Le Ministre des Colonies à Messieurs les Gouverneurs Généraux, Gouverneurs des Colonies, Administrateur des lies Saint-Pierre et Miquelon Vous trouverez au Journal Officiel de la République Française n° 128 du 14 mai dernier, page 4128, un rapport suivi d’un décret eu date du 6 du même mois qui donne au Ministre des Colonies le pouvoir de réglementer dans les Colonies et pays de protectorat autres que l’Algérie, la Tunisie et le Maroc, l’entrée et la circulation des végétaux et. matériaux divers susceptibles de propager des maladies s’attaquant aux plantes utiles.

J’ai l’honneur de vous prier de vouloir bien assurer l’exécution des prescriptions édictées par le décret précité.

Je crois devoir d’ailleurs vous donner ci-après quelques indications complémentaires qui vous permettront de mieux saisir le but poursuivi et de faciliter la mise en vigueur des mesures à prendre dans l’intérêt de l’agriculture coloniale.

1° Le décret du 6 mai se trouve complété par un décret antérieur, en date du 4 mars 1912, qui a modifié la composition du Comité des Epiphyties, créé le 19 février 1912, en appelant le Directeur du Jardin Colonial et le Professeur de Pathologie végétale de l’Ecole supérieure d’agriculture coloniale, à faire partie, comme Membres de droit, de cette commission consultative.

Cette décision a pour conséquence de permettre au Ministre des Colonies de demander l’avis du Comité consultatif des Epiphyties qui est composé des spécialistes les plus autorisés et les plus compétents, sur toutes propositions faites par les Administrations locales au point de vue phytopathologique. Grâce

au concours de ce Comité, les mesures prescrites par le Département des Colonies, sur la demande des Gouverneurs Généraux et Gouverneurs présenteront au point de vue technique toutes les garanties désirables et permettront de réduire au minimum les chances de contamination qu’il est malheureusement impossible d’éviter d’une manière complète.

2° Le décret du 6 mai donne au Ministre des Colonies des pouvoirs analogues à ceux du Ministre de l’Agriculture, au point de vue de l’entrée et de la circulation des plantes ou matériaux capables de propager les maladies c’est-à-dire la possibilité de prendre sans retard toutes les mesures que comporte, par exemple. une situation dangereuse, comme l’application d’une grave affection parasitaire dans une région voisine d’une Colonie où elle est encore inconnue. La réglementation antérieure exigeait que ces mesures fassent l’objet pour chaque cas particulier, d’un décret en Conseil d’Etat.
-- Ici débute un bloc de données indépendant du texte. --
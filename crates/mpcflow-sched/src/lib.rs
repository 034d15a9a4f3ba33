#![forbid(unsafe_code)]
//! mpcflow-sched: graph algorithms that run before any code is generated.
//!
//! Responsibilities:
//! - Classify every relation a graph reads as external input or internally
//!   produced, and compute storage paths for the external ones.
//! - Walk the graph in producer-before-consumer order, handing each operator
//!   to a backend translator exactly once and collecting the leaves.
//! - Provide debug-time verification helpers.
//!
//! **No I/O, no templating** here. The codegen crate drives these passes.

pub mod resolve;
pub mod schedule;
pub mod verify;

pub use resolve::{
    determine_inputs, input_relations_and_paths, validate_references, InputResolution,
    ReadinessResolution,
};
pub use schedule::{can_schedule, translate_dag, JobCode, ScheduleMode, ScheduleState, Scheduler};
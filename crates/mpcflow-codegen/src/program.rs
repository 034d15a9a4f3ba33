//! What a backend emitter hands back to the driver.

use mpcflow_core::config::Backend;
use mpcflow_core::error::Result;

#[derive(Debug, Clone, Default, PartialEq, Eq)]
pub struct GeneratedProgram {
    /// Assembled program text.
    pub code: String,
    /// External inputs, in the order their fragments were emitted.
    pub inputs: Vec<String>,
    /// Relations written by emitted operators, in emission order.
    pub scheduled: Vec<String>,
    /// Exported relations.
    pub outputs: Vec<String>,
}

pub trait Translator {
    fn backend(&self) -> Backend;

    fn generate(&self) -> Result<GeneratedProgram>;
}
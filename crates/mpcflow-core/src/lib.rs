#![forbid(unsafe_code)]
//! mpcflow-core: shared kernel for the mpcflow compiler.
//!
//! This crate contains only *pure* types and small helpers: the relation
//! catalog, operator variants, and the arena-backed operator graph. There is
//! **no I/O** and **no templating** here.
//!
//! Crates that use this:
//! - mpcflow-sched: resolves external inputs and schedules operators.
//! - mpcflow-mpc: tracks deferred aggregations across operator boundaries.
//! - mpcflow-codegen: turns scheduled operators into backend program text.
//! - mpcflow-planner: builds an `OperatorGraph` from a YAML description.

pub mod config;
pub mod error;
pub mod expr;
pub mod graph;
pub mod hash;
pub mod id;
pub mod manifest;
pub mod operator;
pub mod prelude;
pub mod relation;
pub mod schema;

pub const VERSION: &str = env!("CARGO_PKG_VERSION");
Il en résultait une perte de temps considérable, malheureusement inévitable et susceptible d’avoir les plus graves conséquences.

D’un autre côté, les arrêtés locaux pris jusqu’à ce jour pour prohiber ou réglementer l’introduction de certaines plantes étaient, en fait, irréguliers et auraient pu donner lieu à de sérieuses difficultés pour l’Administration la nouvelle réglementation permet de supprimer tous les inconvénients puisqu’il suffira, à l’avenir, d’un arrêté ministériel pris, après avis au Comité consultatif des Epiphyties, pour rendre régulièrement et immédiatement applicables les mesures de protection reconnues nécessaires.

3° Dans la majorité des cas, l’initiative au point de vue réglementation phytopathologique devra venir des Colonies intéressées ;

toutefois l’Administration Centrale ne manquera pas de communiquer aux Gouverneurs Généraux et Gouverneurs tous les renseignements susceptibles de les éclairer et de leur permettre de soumettre au département après enquête sur place, des propositions motivées. Ces propositions seront soumises sans retard par les soins du Directeur du Jardin Colonial à l’examen du Comité Consultatif des Epiphyties et rendues applicables par arrêté ministériel, dans la mesure jugée convenable par le Ministre des Colonies.

Le décret du 6 mai 1913 ayant pour effet d’abroger toutes les réglementations antérieures, les administrations locales auront pour devoir de transmettre, sans retard leurs propositions au Ministre des Colonies, au sujet des mesures à prendre à l’égard des maladies déjà connues et signalées (Hemileia vastatrix, Phytalus, Smithi ou ver blanc de la canne à sucre, Oryctes du cocotier, etc., etc.)

4° Lors de l’apparition reconnue dangereuse d’un nouveau parasite ou d’une ‘nouvelle maladie dans un centre agricole ou à proximité d’une région encore indemne, la Colonie intéressée a pour devoir de prévenir télégraphiquement l’Administration Centrale et de ne pas hésiter à réclamer par la même voie l’application immédiate de mesures énergiques. Elle doit, en même temps, procéder sans aucun retard à l’envoi au Ministère d’échantillons convenablement récoltés accompagnés de tous les renseignements qu’il

est possible de recueillir, afin de permettre au Jardin Colonial de faire déterminer le parasite incriminé et d’indiquer, autant que possible, les précautions à prendre. En utilisant les résultats de ces études et des enquêtes faites sur place, le département pourra ainsi examiner la possibilité d’atténuer la sévérité des mesures prises au début qui, pour être efficaces, doivent être rigoureuses :

mais il est bien évident que rien ne doit être négligé, tant en France que dans la Colonie pour réduire au strict minimum la gène qui peut résulter pour le commerce, l’agriculture ou l’industrie. Agir vite et avec fermeté, dans un pareil cas, doit être considéré comme une des précautions les plus utiles et les plus indispensables.

5° La réglementation du 6 mai se trouve également complétée par les améliorations apportées tout récemment à la section des recherches phytopathologiques du Jardin Colonial qui s’est assuré, pour toutes les études de cette nature, le concours de deux attachés phytopathologiques auxquels le Ministre de l’Agriculture vient de donner accès dans tous les laboratoires spéciaux de Département Ministériel (Station Entomologique de Paris, Station de Pathologie végétale etc.).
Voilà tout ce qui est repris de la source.